## Directions
Print exactly what the entries say, line by line, from the first line down to the one with "skipped rather than", inclusive.
***** Data records
//! Record Store: typed access to the JSON collections the console persists.
//!
//! Each collection lives under a fixed key as one JSON-encoded array. Reads
//! are forgiving: a missing, unreadable or malformed collection is an empty
//! one, and a single record that does not decode is skipped rather than
//! emptying its collection. Writes replace whole collections, keep the
//! skipped records, and report failures to the caller.

mod memory;
mod postgres;

pub use memory::MemoryStore;
pub use postgres::PgStore;

use async_trait::async_trait;
use serde::{de::DeserializeOwned, Deserialize, Serialize};
use serde_json::Value;

use crate::error::Error;

#[derive(Clone, Copy, Debug, PartialEq, Eq, Hash)]
pub enum Collection {
    Clubs,
    Applications,
    Members,
    ActivityLogs,
}

impl Collection {
    pub fn key(&self) -> &'static str {
        match self {
            Self::Clubs => "clubs",
            Self::Applications => "applications",
            Self::Members => "members",
            Self::ActivityLogs => "activity_logs",
        }
    }
}

/// Raw key-value storage underneath the Record Store.
#[async_trait]
pub trait Storage: Send + Sync {
    async fn get(&self, key: &str) -> Result<Option<String>, Error>;

    /// Writes every entry or none of them.
    async fn set_many(&self, entries: &[(&'static str, String)]) -> Result<(), Error>;
}

/// Collection replacements that are committed together.
#[derive(Default)]
pub struct Batch {
    replacements: Vec<Replacement>,
}

struct Replacement {
    collection: Collection,
    records: Vec<Value>,
    decodes: fn(&Value) -> bool,
}

fn decodes<T: DeserializeOwned>(record: &Value) -> bool {
    T::deserialize(record).is_ok()
}

impl Batch {
    pub fn new() -> Self {
        Self::default()
    }

    pub fn put<T: Serialize + DeserializeOwned>(
        &mut self,
        collection: Collection,
        records: &[T],
    ) -> Result<&mut Self, Error> {
        let records = records
            .iter()
            .map(serde_json::to_value)
            .collect::<Result<Vec<_>, _>>()?;

        self.replacements
            .retain(|replacement| replacement.collection != collection);
        self.replacements.push(Replacement {
            collection,
            records,
            decodes: decodes::<T>,
        });

        Ok(self)
    }

    pub fn is_empty(&self) -> bool {
        self.replacements.is_empty()
    }
}

pub struct RecordStore {
    storage: Box<dyn Storage>,
}

impl RecordStore {
    pub fn new<S: Storage + 'static>(storage: S) -> Self {
        Self {
            storage: Box::new(storage),
        }
    }

    /// Reads a collection record by record. Records that do not decode are
    /// skipped here and carried over untouched by the next `commit`.
    #[tracing::instrument(skip(self))]
    pub async fn load<T: DeserializeOwned>(&self, collection: Collection) -> Vec<T> {
        let records = match self.stored_records(collection).await {
            Ok(records) => records,
            Err(err) => {
                tracing::warn!(?err, "collection unreadable, treating as empty");
                return Vec::new();
            }
        };

        let total = records.len();
        let decoded: Vec<T> = records
            .into_iter()
            .filter_map(|record| serde_json::from_value(record).ok())
            .collect();

        if decoded.len() < total {
            tracing::warn!(
                skipped = total - decoded.len(),
                "records in collection could not be read"
            );
        }

        decoded
    }

    #[tracing::instrument(skip(self, records), fields(len = records.len()))]
    pub async fn save<T: Serialize + DeserializeOwned + Sync>(
        &self,
        collection: Collection,
        records: &[T],
    ) -> Result<(), Error> {
        let mut batch = Batch::new();
        batch.put(collection, records)?;

        self.commit(batch).await
    }

    /// Writes every replacement in one storage call. Stored records that the
    /// replacing type cannot decode are appended unchanged, so a collection
    /// never loses entries it was unable to read.
    #[tracing::instrument(skip_all, fields(len = batch.replacements.len()))]
    pub async fn commit(&self, batch: Batch) -> Result<(), Error> {
        if batch.is_empty() {
            return Ok(());
        }

        let mut entries = Vec::with_capacity(batch.replacements.len());
        for replacement in batch.replacements {
            let mut records = replacement.records;

            let kept: Vec<Value> = self
                .stored_records(replacement.collection)
                .await?
                .into_iter()
                .filter(|record| !(replacement.decodes)(record))
                .collect();
            if !kept.is_empty() {
                tracing::warn!(
                    collection = replacement.collection.key(),
                    kept = kept.len(),
                    "carrying over unreadable records"
                );
                records.extend(kept);
            }

            entries.push((replacement.collection.key(), serde_json::to_string(&records)?));
        }

        self.storage.set_many(&entries).await
    }

    /// The stored collection as raw JSON records. Absent or malformed
    /// documents are empty.
    async fn stored_records(&self, collection: Collection) -> Result<Vec<Value>, Error> {
        let raw = match self.storage.get(collection.key()).await? {
            Some(raw) => raw,
            None => return Ok(Vec::new()),
        };

        match serde_json::from_str(&raw) {
            Ok(records) => Ok(records),
            Err(err) => {
                tracing::warn!(%err, "collection malformed, treating as empty");
                Ok(Vec::new())
            }
        }
    }
}

/// Storage whose writes always fail, for exercising failure paths.
#[cfg(test)]
pub(crate) struct ReadOnlyStorage(pub MemoryStore);

#[cfg(test)]
#[async_trait]
impl Storage for ReadOnlyStorage {
    async fn get(&self, key: &str) -> Result<Option<String>, Error> {
        self.0.get(key).await
    }

    async fn set_many(&self, _: &[(&'static str, String)]) -> Result<(), Error> {
        Err(crate::error::storage_error("read-only storage"))
    }
}

#[test]
fn saved_collection_reads_back_equal() {
    use crate::entities::{Club, Member};
    use chrono::Utc;
    use tokio_test::block_on;

    let store = RecordStore::new(MemoryStore::default());

    let clubs = vec![
        Club {
            id: "c1".into(),
            name: "Chess".into(),
            is_active: true,
            ..Default::default()
        },
        Club {
            id: "c2".into(),
            name: "Go".into(),
            avatar_url: Some("go.png".into()),
            ..Default::default()
        },
    ];
    let members = vec![Member {
        id: "m1".into(),
        application_id: "a1".into(),
        club_id: "c1".into(),
        join_date: Utc::now(),
        updated_at: Utc::now(),
    }];

    block_on(store.save(Collection::Clubs, &clubs)).unwrap();
    block_on(store.save(Collection::Members, &members)).unwrap();

    let loaded: Vec<Club> = block_on(store.load(Collection::Clubs));
    assert_eq!(loaded, clubs);

    let loaded: Vec<Member> = block_on(store.load(Collection::Members));
    assert_eq!(loaded, members);
}

#[test]
fn absent_or_malformed_collections_load_empty() {
    use crate::entities::{Application, Member};
    use tokio_test::block_on;

    let store = RecordStore::new(MemoryStore::from_entries([
        ("members", "{not json"),
        ("applications", r#"{"id":"a1"}"#),
    ]));

    let members: Vec<Member> = block_on(store.load(Collection::Members));
    assert!(members.is_empty());

    let applications: Vec<Application> = block_on(store.load(Collection::Applications));
    assert!(applications.is_empty());

    let logs: Vec<crate::entities::ActivityLog> = block_on(store.load(Collection::ActivityLogs));
    assert!(logs.is_empty());
}

#[test]
fn failed_write_is_reported_and_leaves_data() {
    use crate::entities::Club;
    use tokio_test::block_on;

    let store = RecordStore::new(ReadOnlyStorage(MemoryStore::from_entries([(
        "clubs",
        r#"[{"id":"c1","name":"Chess"}]"#,
    )])));

    let err = block_on(store.save::<Club>(Collection::Clubs, &[])).unwrap_err();
    assert!(err.is_storage_error());

    let clubs: Vec<Club> = block_on(store.load(Collection::Clubs));
    assert_eq!(clubs.len(), 1);
}

#[test]
fn batch_keeps_last_write_per_collection() {
    let mut batch = Batch::new();
    batch
        .put(Collection::Members, &["first".to_string()])
        .unwrap()
        .put(Collection::Members, &["second".to_string()])
        .unwrap();

    assert_eq!(batch.replacements.len(), 1);
    assert_eq!(batch.replacements[0].records, vec![Value::from("second")]);
}

#[test]
fn one_unreadable_record_does_not_empty_its_collection() {
    use crate::entities::Club;
    use tokio_test::block_on;

    let store = RecordStore::new(MemoryStore::from_entries([(
        "clubs",
        r#"[{"id":"c1","name":"Chess"},{"id":"c2","name":7},{"id":"c3","name":"Go"}]"#,
    )]));

    let clubs: Vec<Club> = block_on(store.load(Collection::Clubs));
    let names: Vec<&str> = clubs.iter().map(|club| club.name.as_str()).collect();
    assert_eq!(names, vec!["Chess", "Go"]);
}

#[test]
fn rewrite_keeps_records_it_could_not_read() {
    use crate::entities::Club;
    use tokio_test::block_on;

    let store = RecordStore::new(MemoryStore::from_entries([(
        "clubs",
        r#"[{"id":"c1","name":"Chess"},{"id":"c2","name":7}]"#,
    )]));

    let mut clubs: Vec<Club> = block_on(store.load(Collection::Clubs));
    clubs.retain(|club| club.id != "c1");
    clubs.push(Club {
        id: "c3".into(),
        name: "Go".into(),
        ..Default::default()
    });
    block_on(store.save(Collection::Clubs, &clubs)).unwrap();

    let raw = block_on(store.stored_records(Collection::Clubs)).unwrap();
    let ids: Vec<&str> = raw.iter().filter_map(|record| record["id"].as_str()).collect();
    assert_eq!(ids, vec!["c3", "c2"]);
    assert_eq!(raw[1]["name"], 7);
}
**********
## Answer to this task
//! Record Store: typed access to the JSON collections the console persists.
//!
//! Each collection lives under a fixed key as one JSON-encoded array. Reads
//! are forgiving: a missing, unreadable or malformed collection is an empty
//! one, and a single record that does not decode is skipped rather than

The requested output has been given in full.